What’s the concern, the spread of cooties? Would the diamond be any less of a diamond? Perhaps it won’t glitter as brightly?
It’s an entirely different issue then!
Of course it is. In one, people are being hypocritical, in the other, they’re being truthful.
Same dress, fine. Same ring, NO.
It depends on his reasons. If he’s broke and has no money (but why should he be getting married if he’s broke?), then it’s better than saying, “Honey, ya know, I really wanted to marry this one girl before you, but she didn’t accept. Here’s the ring I was going to give her. Will you marry me?”
I’d probably compromise, keep the diamond(s) and just place it in a new ring.
If she wears the same size ring, sure. If not, it needs to be refitted first.

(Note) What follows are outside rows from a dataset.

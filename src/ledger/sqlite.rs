use anyhow::{anyhow, Result};
use rusqlite::{params, Connection};

use super::store::LedgerStore;
use super::wire::LedgerItem;

/// SQLite-backed ledger store.
pub struct SqliteLedgerStore {
    conn: Connection,
}

impl SqliteLedgerStore {
    pub fn open(db_path: &str) -> Result<Self> {
        let conn = Connection::open(db_path)?;
        let mut store = Self { conn };
        store.ensure_schema()?;
        Ok(store)
    }

    pub fn open_in_memory() -> Result<Self> {
        let conn = Connection::open_in_memory()?;
        let mut store = Self { conn };
        store.ensure_schema()?;
        Ok(store)
    }

    fn ensure_schema(&mut self) -> Result<()> {
        self.conn.execute_batch(
            r#"
            PRAGMA journal_mode=WAL;

            CREATE TABLE IF NOT EXISTS cart_items (
              id INTEGER PRIMARY KEY AUTOINCREMENT,
              created_at INTEGER NOT NULL,
              name TEXT NOT NULL,
              price REAL NOT NULL,
              paid INTEGER NOT NULL DEFAULT 0
            );

            CREATE INDEX IF NOT EXISTS idx_cart_items_paid ON cart_items(paid);
            "#,
        )?;
        Ok(())
    }
}

impl LedgerStore for SqliteLedgerStore {
    fn insert_item(&mut self, name: &str, price: f64) -> Result<String> {
        if !price.is_finite() {
            return Err(anyhow!("price must be a finite number"));
        }
        let created_at = std::time::SystemTime::now()
            .duration_since(std::time::UNIX_EPOCH)?
            .as_secs() as i64;
        self.conn.execute(
            "INSERT INTO cart_items(created_at, name, price, paid) VALUES (?1, ?2, ?3, 0)",
            params![created_at, name, price],
        )?;
        Ok(self.conn.last_insert_rowid().to_string())
    }

    fn list_items(&mut self, limit: usize) -> Result<Vec<LedgerItem>> {
        let limit = i64::try_from(limit).map_err(|_| anyhow!("limit exceeds i64 range"))?;
        let mut stmt = self
            .conn
            .prepare("SELECT id, name, price, paid FROM cart_items ORDER BY id DESC LIMIT ?1")?;
        let rows = stmt.query_map(params![limit], |row| {
            let id: i64 = row.get(0)?;
            let paid: i64 = row.get(3)?;
            Ok(LedgerItem {
                id: id.to_string(),
                name: row.get(1)?,
                price: row.get(2)?,
                paid: paid != 0,
            })
        })?;
        let mut items = Vec::new();
        for row in rows {
            items.push(row?);
        }
        Ok(items)
    }

    fn mark_all_paid(&mut self) -> Result<usize> {
        let changed = self
            .conn
            .execute("UPDATE cart_items SET paid = 1 WHERE paid = 0", [])?;
        Ok(changed)
    }
}

#[cfg(test)]
mod tests {
    use super::*;

    #[test]
    fn persists_across_reopen() {
        let dir = tempfile::tempdir().unwrap();
        let path = dir.path().join("ledger.db");
        let path = path.to_string_lossy().to_string();
        {
            let mut store = SqliteLedgerStore::open(&path).unwrap();
            store.insert_item("milk", 2.5).unwrap();
            store.insert_item("bread", 1.75).unwrap();
            assert_eq!(store.mark_all_paid().unwrap(), 2);
            store.insert_item("eggs", 3.0).unwrap();
        }
        let mut store = SqliteLedgerStore::open(&path).unwrap();
        let items = store.list_items(50).unwrap();
        assert_eq!(items.len(), 3);
        assert_eq!(items[0].name, "eggs");
        assert!(!items[0].paid);
        assert!(items[1].paid && items[2].paid);
    }

    #[test]
    fn list_respects_limit() {
        let mut store = SqliteLedgerStore::open_in_memory().unwrap();
        for i in 0..5 {
            store.insert_item(&format!("item{}", i), 1.0).unwrap();
        }
        let items = store.list_items(2).unwrap();
        assert_eq!(items.len(), 2);
        assert_eq!(items[0].name, "item4");
    }
}
use std::time::Duration;

use anyhow::{anyhow, Context, Result};
use ureq::{Agent, AgentBuilder};
use url::Url;

use super::error::LedgerError;
use super::wire::{CheckoutRequest, CheckoutResponse, LedgerItem, NewItem};
use super::Ledger;

/// Per-call timeouts. Kept short so a stalled ledger never stalls the frame
/// loop for long.
#[derive(Clone, Copy, Debug, PartialEq, Eq)]
pub struct LedgerTimeouts {
    pub add_item: Duration,
    pub checkout: Duration,
    pub list: Duration,
}

impl Default for LedgerTimeouts {
    fn default() -> Self {
        Self {
            add_item: Duration::from_millis(600),
            checkout: Duration::from_millis(1000),
            list: Duration::from_millis(1000),
        }
    }
}

/// HTTP/JSON client for the ledger service.
pub struct HttpLedger {
    base: Url,
    add_item_agent: Agent,
    checkout_agent: Agent,
    list_agent: Agent,
}

impl HttpLedger {
    pub fn new(base_url: &str, timeouts: LedgerTimeouts) -> Result<Self> {
        let mut base = Url::parse(base_url).context("parse ledger base url")?;
        match base.scheme() {
            "http" | "https" => {}
            other => {
                return Err(anyhow!(
                    "unsupported ledger scheme '{}'; expected http(s)",
                    other
                ))
            }
        }
        // Endpoints are joined relative to the base path.
        if !base.path().ends_with('/') {
            let path = format!("{}/", base.path());
            base.set_path(&path);
        }
        Ok(Self {
            base,
            add_item_agent: agent(timeouts.add_item),
            checkout_agent: agent(timeouts.checkout),
            list_agent: agent(timeouts.list),
        })
    }

    pub fn base_url(&self) -> &Url {
        &self.base
    }

    fn endpoint(&self, path: &str) -> Result<Url, LedgerError> {
        self.base
            .join(path)
            .map_err(|e| LedgerError::Transport(format!("bad endpoint {}: {}", path, e)))
    }
}

fn agent(timeout: Duration) -> Agent {
    AgentBuilder::new().timeout(timeout).build()
}

impl Ledger for HttpLedger {
    fn add_item(&self, item: &NewItem) -> Result<LedgerItem, LedgerError> {
        let url = self.endpoint("add_item")?;
        let response = self
            .add_item_agent
            .post(url.as_str())
            .send_json(item)
            .map_err(classify)?;
        decode(response)
    }

    fn checkout(&self, request: &CheckoutRequest) -> Result<CheckoutResponse, LedgerError> {
        let url = self.endpoint("checkout")?;
        let response = self
            .checkout_agent
            .post(url.as_str())
            .send_json(request)
            .map_err(classify)?;
        decode(response)
    }

    fn list_items(&self, limit: usize) -> Result<Vec<LedgerItem>, LedgerError> {
        let url = self.endpoint("items")?;
        let response = self
            .list_agent
            .get(url.as_str())
            .query("limit", &limit.to_string())
            .call()
            .map_err(classify)?;
        decode(response)
    }
}

fn decode<T: serde::de::DeserializeOwned>(response: ureq::Response) -> Result<T, LedgerError> {
    response.into_json::<T>().map_err(|e| {
        if is_timeout_io(&e) {
            LedgerError::Timeout
        } else {
            LedgerError::Decode(e.to_string())
        }
    })
}

fn classify(err: ureq::Error) -> LedgerError {
    match err {
        ureq::Error::Status(code, response) => {
            let detail = response
                .into_json::<serde_json::Value>()
                .ok()
                .and_then(|body| body.get("detail").cloned())
                .map(|detail| match detail {
                    serde_json::Value::String(text) => text,
                    other => other.to_string(),
                })
                .unwrap_or_default();
            LedgerError::Status { code, detail }
        }
        ureq::Error::Transport(transport) => {
            if is_timeout(&transport) {
                LedgerError::Timeout
            } else {
                LedgerError::Transport(transport.to_string())
            }
        }
    }
}

fn is_timeout(transport: &ureq::Transport) -> bool {
    let mut source: Option<&(dyn std::error::Error + 'static)> =
        std::error::Error::source(transport);
    while let Some(err) = source {
        if let Some(io) = err.downcast_ref::<std::io::Error>() {
            if is_timeout_io(io) {
                return true;
            }
        }
        source = err.source();
    }
    transport.to_string().contains("timed out")
}

fn is_timeout_io(err: &std::io::Error) -> bool {
    matches!(
        err.kind(),
        std::io::ErrorKind::TimedOut | std::io::ErrorKind::WouldBlock
    )
}

#[cfg(test)]
mod tests {
    use super::*;

    #[test]
    fn base_url_gets_trailing_slash() {
        let ledger = HttpLedger::new("http://127.0.0.1:8000/api", LedgerTimeouts::default())
            .unwrap();
        assert_eq!(
            ledger.endpoint("checkout").unwrap().as_str(),
            "http://127.0.0.1:8000/api/checkout"
        );
        let root = HttpLedger::new("http://127.0.0.1:8000", LedgerTimeouts::default()).unwrap();
        assert_eq!(
            root.endpoint("add_item").unwrap().as_str(),
            "http://127.0.0.1:8000/add_item"
        );
    }

    #[test]
    fn rejects_non_http_scheme() {
        assert!(HttpLedger::new("mqtt://broker:1883", LedgerTimeouts::default()).is_err());
        assert!(HttpLedger::new("not a url", LedgerTimeouts::default()).is_err());
    }

    #[test]
    fn refused_connection_is_a_transport_failure() {
        // Bind and drop to find a port with nothing listening.
        let port = std::net::TcpListener::bind("127.0.0.1:0")
            .unwrap()
            .local_addr()
            .unwrap()
            .port();
        let ledger =
            HttpLedger::new(&format!("http://127.0.0.1:{}", port), LedgerTimeouts::default())
                .unwrap();
        let err = ledger.list_items(5).unwrap_err();
        assert!(matches!(err, LedgerError::Transport(_)), "got {:?}", err);
    }
}
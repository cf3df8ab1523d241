//! Object detection boundary.
//!
//! Backends turn a `Frame` into raw model output (`RawDetection`); the
//! `DetectionAdapter` normalises that output into `DetectionEvent`s using the
//! label taxonomy and the confidence threshold. Nothing downstream of the
//! adapter looks at confidence again.

mod adapter;
mod backend;
mod backends;
mod registry;
mod result;
mod taxonomy;

pub use adapter::{DetectionAdapter, DEFAULT_CONF_THRESHOLD};
pub use backend::DetectorBackend;
#[cfg(feature = "backend-tract")]
pub use backends::TractBackend;
pub use backends::{ScriptedBackend, ScriptedFrame};
pub use registry::BackendRegistry;
pub use result::{DetectionEvent, RawDetection};
pub use taxonomy::LabelTaxonomy;
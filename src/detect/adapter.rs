use std::sync::Arc;
use std::time::Duration;

use anyhow::{Context, Result};

use crate::detect::backend::DetectorBackend;
use crate::detect::result::{DetectionEvent, RawDetection};
use crate::detect::taxonomy::LabelTaxonomy;
use crate::frame::Frame;
use crate::geometry::BoundingBox;

/// Default minimum confidence for a detection to leave the adapter.
pub const DEFAULT_CONF_THRESHOLD: f32 = 0.30;

/// Stateless translation from backend output to `DetectionEvent`s.
#[derive(Clone, Debug)]
pub struct DetectionAdapter {
    taxonomy: Arc<LabelTaxonomy>,
    conf_threshold: f32,
}

impl DetectionAdapter {
    pub fn new(taxonomy: Arc<LabelTaxonomy>, conf_threshold: f32) -> Self {
        Self {
            taxonomy,
            conf_threshold,
        }
    }

    pub fn conf_threshold(&self) -> f32 {
        self.conf_threshold
    }

    /// Run `backend` on `frame` and normalise its output.
    pub fn detect(
        &self,
        backend: &mut dyn DetectorBackend,
        frame: &Frame,
    ) -> Result<Vec<DetectionEvent>> {
        let raw = backend
            .detect(frame)
            .with_context(|| format!("detector '{}' failed on frame {}", backend.name(), frame.sequence))?;
        Ok(self.normalize(&raw, frame.timestamp))
    }

    /// Map raw detections to events, keeping backend order. Below-threshold,
    /// non-finite and empty boxes are dropped.
    pub fn normalize(&self, raw: &[RawDetection], timestamp: Duration) -> Vec<DetectionEvent> {
        raw.iter()
            .filter_map(|det| self.normalize_one(det, timestamp))
            .collect()
    }

    fn normalize_one(&self, det: &RawDetection, timestamp: Duration) -> Option<DetectionEvent> {
        if !det.confidence.is_finite() || det.confidence < self.conf_threshold {
            return None;
        }
        if det.xyxy.iter().any(|v| !v.is_finite()) {
            log::debug!("dropping detection with non-finite box {:?}", det.xyxy);
            return None;
        }
        // Pixel coordinates truncate toward zero.
        let [x1, y1, x2, y2] = det.xyxy.map(|v| v as i32);
        let Some(bbox) = BoundingBox::new(x1, y1, x2, y2) else {
            log::debug!("dropping detection with empty box {:?}", det.xyxy);
            return None;
        };
        Some(DetectionEvent {
            label: self.taxonomy.label_for(det.class_index).into_owned(),
            confidence: det.confidence.clamp(0.0, 1.0),
            bbox,
            frame_timestamp: timestamp,
        })
    }
}
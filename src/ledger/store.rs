use anyhow::Result;

use super::wire::LedgerItem;

/// Persistence behind the ledger service: insert, list newest first,
/// mark outstanding items paid.
pub trait LedgerStore {
    /// Insert an unpaid item and return its id.
    fn insert_item(&mut self, name: &str, price: f64) -> Result<String>;

    /// Most recently inserted first, at most `limit` rows.
    fn list_items(&mut self, limit: usize) -> Result<Vec<LedgerItem>>;

    /// Mark every unpaid item paid; returns how many changed.
    fn mark_all_paid(&mut self) -> Result<usize>;
}

/// Volatile store for tests and demos.
#[derive(Debug, Default)]
pub struct MemoryLedgerStore {
    items: Vec<LedgerItem>,
    next_id: u64,
}

impl MemoryLedgerStore {
    pub fn new() -> Self {
        Self::default()
    }
}

impl LedgerStore for MemoryLedgerStore {
    fn insert_item(&mut self, name: &str, price: f64) -> Result<String> {
        self.next_id += 1;
        let id = format!("{:08x}", self.next_id);
        self.items.push(LedgerItem {
            id: id.clone(),
            name: name.to_string(),
            price,
            paid: false,
        });
        Ok(id)
    }

    fn list_items(&mut self, limit: usize) -> Result<Vec<LedgerItem>> {
        Ok(self.items.iter().rev().take(limit).cloned().collect())
    }

    fn mark_all_paid(&mut self) -> Result<usize> {
        let mut marked = 0;
        for item in self.items.iter_mut().filter(|item| !item.paid) {
            item.paid = true;
            marked += 1;
        }
        Ok(marked)
    }
}
use std::net::TcpListener;
use std::sync::atomic::{AtomicUsize, Ordering};
use std::sync::Arc;
use std::time::{Duration, Instant};

use checkout_kernel::api::{ApiConfig, LedgerServer};
use checkout_kernel::ledger::{CheckoutRequest, CheckoutResponse, LedgerItem, NewItem};
use checkout_kernel::{
    BoundingBox, CheckoutState, CheckoutStation, DetectionAdapter, DetectionEvent, FrameSource,
    HttpLedger, LabelTaxonomy, Ledger, LedgerError, LedgerTimeouts, ManualClock,
    MemoryLedgerStore, PaymentChoice, Point, PriceTable, RawDetection, RoiPolygon,
    ScriptedBackend, ScriptedFrame, StationCommand, StationSettings, StubConfig, StubSource,
};

/// Ledger that settles every checkout with a fixed transaction id.
#[derive(Default)]
struct FixedLedger {
    checkouts: AtomicUsize,
}

impl Ledger for FixedLedger {
    fn add_item(&self, item: &NewItem) -> Result<LedgerItem, LedgerError> {
        Ok(LedgerItem {
            id: "1".to_string(),
            name: item.name.clone(),
            price: item.price,
            paid: false,
        })
    }

    fn checkout(&self, request: &CheckoutRequest) -> Result<CheckoutResponse, LedgerError> {
        self.checkouts.fetch_add(1, Ordering::SeqCst);
        Ok(CheckoutResponse {
            status: "success".to_string(),
            amount_paid: request.items.iter().map(|item| item.price).sum(),
            transaction_id: Some("abc123".to_string()),
            message: "Payment received via CARD".to_string(),
        })
    }

    fn list_items(&self, _limit: usize) -> Result<Vec<LedgerItem>, LedgerError> {
        Ok(Vec::new())
    }
}

fn prices() -> Arc<PriceTable> {
    Arc::new(
        [("milk".to_string(), 2.5), ("bread".to_string(), 1.75)]
            .into_iter()
            .collect(),
    )
}

fn roi() -> RoiPolygon {
    RoiPolygon::new(vec![
        Point::new(100, 200),
        Point::new(540, 200),
        Point::new(600, 470),
        Point::new(40, 470),
    ])
    .unwrap()
}

fn station<L: Ledger>(ledger: L, payment: PaymentChoice) -> CheckoutStation<L> {
    CheckoutStation::new(
        DetectionAdapter::new(Arc::new(LabelTaxonomy::parse("milk\nbread\n")), 0.3),
        prices(),
        Duration::from_secs(1),
        StationSettings {
            roi: roi(),
            payment,
            send_api: false,
        },
        ledger,
    )
}

fn milk_at(ms: u64) -> DetectionEvent {
    DetectionEvent {
        label: "milk".to_string(),
        confidence: 0.9,
        bbox: BoundingBox::new(300, 300, 340, 360).unwrap(),
        frame_timestamp: Duration::from_millis(ms),
    }
}

#[test]
fn successful_checkout_sets_message_and_keeps_cart() {
    let ledger = FixedLedger::default();
    let mut station = station(&ledger, PaymentChoice::new("Card", None));
    station.process_detections(&[milk_at(0)]);
    station.process_detections(&[milk_at(1500)]);
    let before = station.session().snapshot();

    assert!(station.handle(StationCommand::TriggerCheckout));
    assert_eq!(
        station.session().transaction_message(),
        Some("success - TxID: abc123")
    );
    assert_eq!(
        station.checkout_state(),
        &CheckoutState::Settled {
            transaction_id: Some("abc123".to_string()),
            amount_paid: 5.0,
        }
    );
    assert_eq!(station.session().snapshot(), before);
    assert_eq!(station.session().cart().count("milk"), 2);
    assert_eq!(ledger.checkouts.load(Ordering::SeqCst), 1);
}

#[test]
fn unresponsive_ledger_times_out_without_touching_cart() {
    // Accepts connections (via the kernel backlog) but never answers.
    let silent = TcpListener::bind("127.0.0.1:0").unwrap();
    let base_url = format!("http://{}", silent.local_addr().unwrap());
    let timeouts = LedgerTimeouts {
        add_item: Duration::from_millis(200),
        checkout: Duration::from_millis(300),
        list: Duration::from_millis(200),
    };
    let ledger = HttpLedger::new(&base_url, timeouts).unwrap();
    let mut station = station(ledger, PaymentChoice::new("Card", None));
    station.process_detections(&[milk_at(0)]);
    let before = station.session().snapshot();

    let started = Instant::now();
    station.handle(StationCommand::TriggerCheckout);
    assert!(started.elapsed() < Duration::from_secs(5));

    assert_eq!(
        station.checkout_state(),
        &CheckoutState::Failed(LedgerError::Timeout)
    );
    assert!(station
        .session()
        .transaction_message()
        .unwrap()
        .contains("error"));
    assert_eq!(station.session().snapshot(), before);
    assert_eq!(station.session().total(), 2.5);
    drop(silent);
}

#[test]
fn upi_without_identifier_fails_locally() {
    let ledger = FixedLedger::default();
    let mut station = station(&ledger, PaymentChoice::new("upi", None));
    station.process_detections(&[milk_at(0)]);

    station.handle(StationCommand::TriggerCheckout);
    assert!(matches!(
        station.checkout_state(),
        CheckoutState::Failed(LedgerError::Validation(_))
    ));
    assert_eq!(ledger.checkouts.load(Ordering::SeqCst), 0);
    assert_eq!(station.session().cart().count("milk"), 1);
}

#[test]
fn scripted_run_against_ledger_service() {
    let api = LedgerServer::new(
        ApiConfig {
            addr: "127.0.0.1:0".to_string(),
        },
        Box::new(MemoryLedgerStore::new()),
    )
    .spawn()
    .unwrap();
    let ledger = HttpLedger::new(&api.base_url(), LedgerTimeouts::default()).unwrap();

    let mut station = CheckoutStation::new(
        DetectionAdapter::new(Arc::new(LabelTaxonomy::parse("milk\nbread\n")), 0.3),
        prices(),
        Duration::from_secs(1),
        StationSettings {
            roi: roi(),
            payment: PaymentChoice::new("UPI", Some("user@upi".to_string())),
            send_api: true,
        },
        ledger,
    );

    // Milk stays in view for 1.5 s; bread shows once outside the ROI and
    // once inside.
    let milk = RawDetection::new(0, 0.9, [300.0, 300.0, 340.0, 360.0]);
    let bread_outside = RawDetection::new(1, 0.8, [0.0, 0.0, 50.0, 50.0]);
    let bread_inside = RawDetection::new(1, 0.8, [200.0, 250.0, 260.0, 300.0]);
    let script: Vec<ScriptedFrame> = (0..16)
        .map(|i| {
            let mut detections = vec![milk.clone()];
            if i == 2 {
                detections.push(bread_outside.clone());
            }
            if i == 4 {
                detections.push(bread_inside.clone());
            }
            ScriptedFrame { detections }
        })
        .collect();
    let mut backend = ScriptedBackend::new(script);
    let mut source = StubSource::new(StubConfig {
        max_frames: Some(16),
        ..StubConfig::default()
    })
    .unwrap();

    let clock = ManualClock::new();
    while let Some(frame) = source.next_frame(&clock).unwrap() {
        station.process_frame(&mut backend, &frame).unwrap();
        clock.advance(Duration::from_millis(100));
    }

    // Milk counted at t=0 and again at t=1.0 s.
    assert_eq!(station.session().cart().count("milk"), 2);
    assert_eq!(station.session().cart().count("bread"), 1);
    assert_eq!(station.session().total(), 6.75);
    assert_eq!(station.last_notification(), Some(&Ok(())));

    station.handle(StationCommand::TriggerCheckout);
    assert!(matches!(
        station.checkout_state(),
        CheckoutState::Settled { amount_paid, .. } if (*amount_paid - 6.75).abs() < 1e-9
    ));
    assert!(station
        .session()
        .transaction_message()
        .unwrap()
        .starts_with("success - TxID: "));

    let items = station.ledger().list_items(50).unwrap();
    assert_eq!(items.len(), 3);
    assert!(items.iter().all(|item| item.paid));

    api.stop().unwrap();
}
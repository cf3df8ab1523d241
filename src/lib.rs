//! Checkout Kernel
//!
//! Cart state engine for camera-driven self-checkout.
//!
//! # Architecture
//!
//! Frames flow through a single owner, the `CheckoutStation`:
//!
//! 1. **Detect**: a `DetectorBackend` yields raw `(class, confidence, box)`
//!    tuples; the `DetectionAdapter` maps them to labelled `DetectionEvent`s.
//! 2. **ROI filter**: only boxes whose center lies in the checkout polygon
//!    count.
//! 3. **Debounce**: a label is counted at most once per window, so an item
//!    sitting in view is not counted every frame.
//! 4. **Aggregate**: accepted events become cart lines priced from the
//!    catalog.
//! 5. **Ledger**: item-add notifications and the checkout handshake go to
//!    the ledger service over HTTP/JSON.
//!
//! # Module Structure
//!
//! - `geometry`: points, boxes, ROI polygon
//! - `frame`: frames and the monotonic clock
//! - `ingest`: frame sources (stub, image directory)
//! - `detect`: backends, registry, taxonomy, adapter
//! - `debounce`, `cart`: gate, cart lines, session
//! - `ledger`, `checkout`: service contract, client, checkout state machine
//! - `station`: per-frame pipeline and control commands
//! - `api`: the ledger HTTP service
//! - `config`: layered station/ledger configuration

pub mod api;
pub mod cart;
pub mod checkout;
pub mod config;
pub mod debounce;
pub mod detect;
pub mod frame;
pub mod geometry;
pub mod ingest;
pub mod ledger;
pub mod station;

pub use cart::{Cart, CartLine, CartSession, CartSummary, PriceTable, SummaryLine};
pub use checkout::{CheckoutClient, CheckoutState, PaymentChoice};
pub use config::{Catalog, LedgerApiConfig, StationConfig};
pub use debounce::{DebounceGate, DEFAULT_DEBOUNCE_WINDOW};
pub use detect::{
    BackendRegistry, DetectionAdapter, DetectionEvent, DetectorBackend, LabelTaxonomy,
    RawDetection, ScriptedBackend, ScriptedFrame,
};
pub use frame::{Clock, Frame, ManualClock, MonotonicClock};
pub use geometry::{BoundingBox, Point, Resolution, RoiPolygon};
pub use ingest::{open_source, FrameSource, StubConfig, StubSource};
pub use ledger::{
    HttpLedger, InMemoryLedger, Ledger, LedgerError, LedgerItem, LedgerStore, LedgerTimeouts,
    MemoryLedgerStore, SqliteLedgerStore,
};
pub use station::{CheckoutStation, FrameOutcome, StationCommand, StationSettings};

No, it’s kind of tacky. A lot of jewelry stores might take it as a trade in, that way the guy could get a ring that suited the new girl’s personality and style better.
Sure he can. I did it three times. None of my relationships turned out so hot, though, so maybe it isn’t a real great idea.
Nah, exchange it at the store where you got it for another one or credit.
There is no way he should give the same ring to another girl. You can keep the stone(s) in the ring and reset them for a new engagement ring. That is fine. But, a ring is supposed to be bought specifically for a girl. If you are using the same ring, then, doesn’t that say that the girl isn’t special enough to justify the time and effort to get a ring that is for her?
LoL – I’d be so offended if I was the second girl.
no! The dress is all about the bride, but so it the ring. We focus much on the bride around wedding time dont we? it should be easy enough for him to change the ring out for another, but why would you consider giving one girl jewelry representative of your last relationship?
No. The ring is chosen with the bride in mind. You can’t just give someone an old ring.
no
Sure, as long as he doesn’t tell her he used it for the previous woman. That would bother me knowing that little tidbit. But he might as well. Why waste it?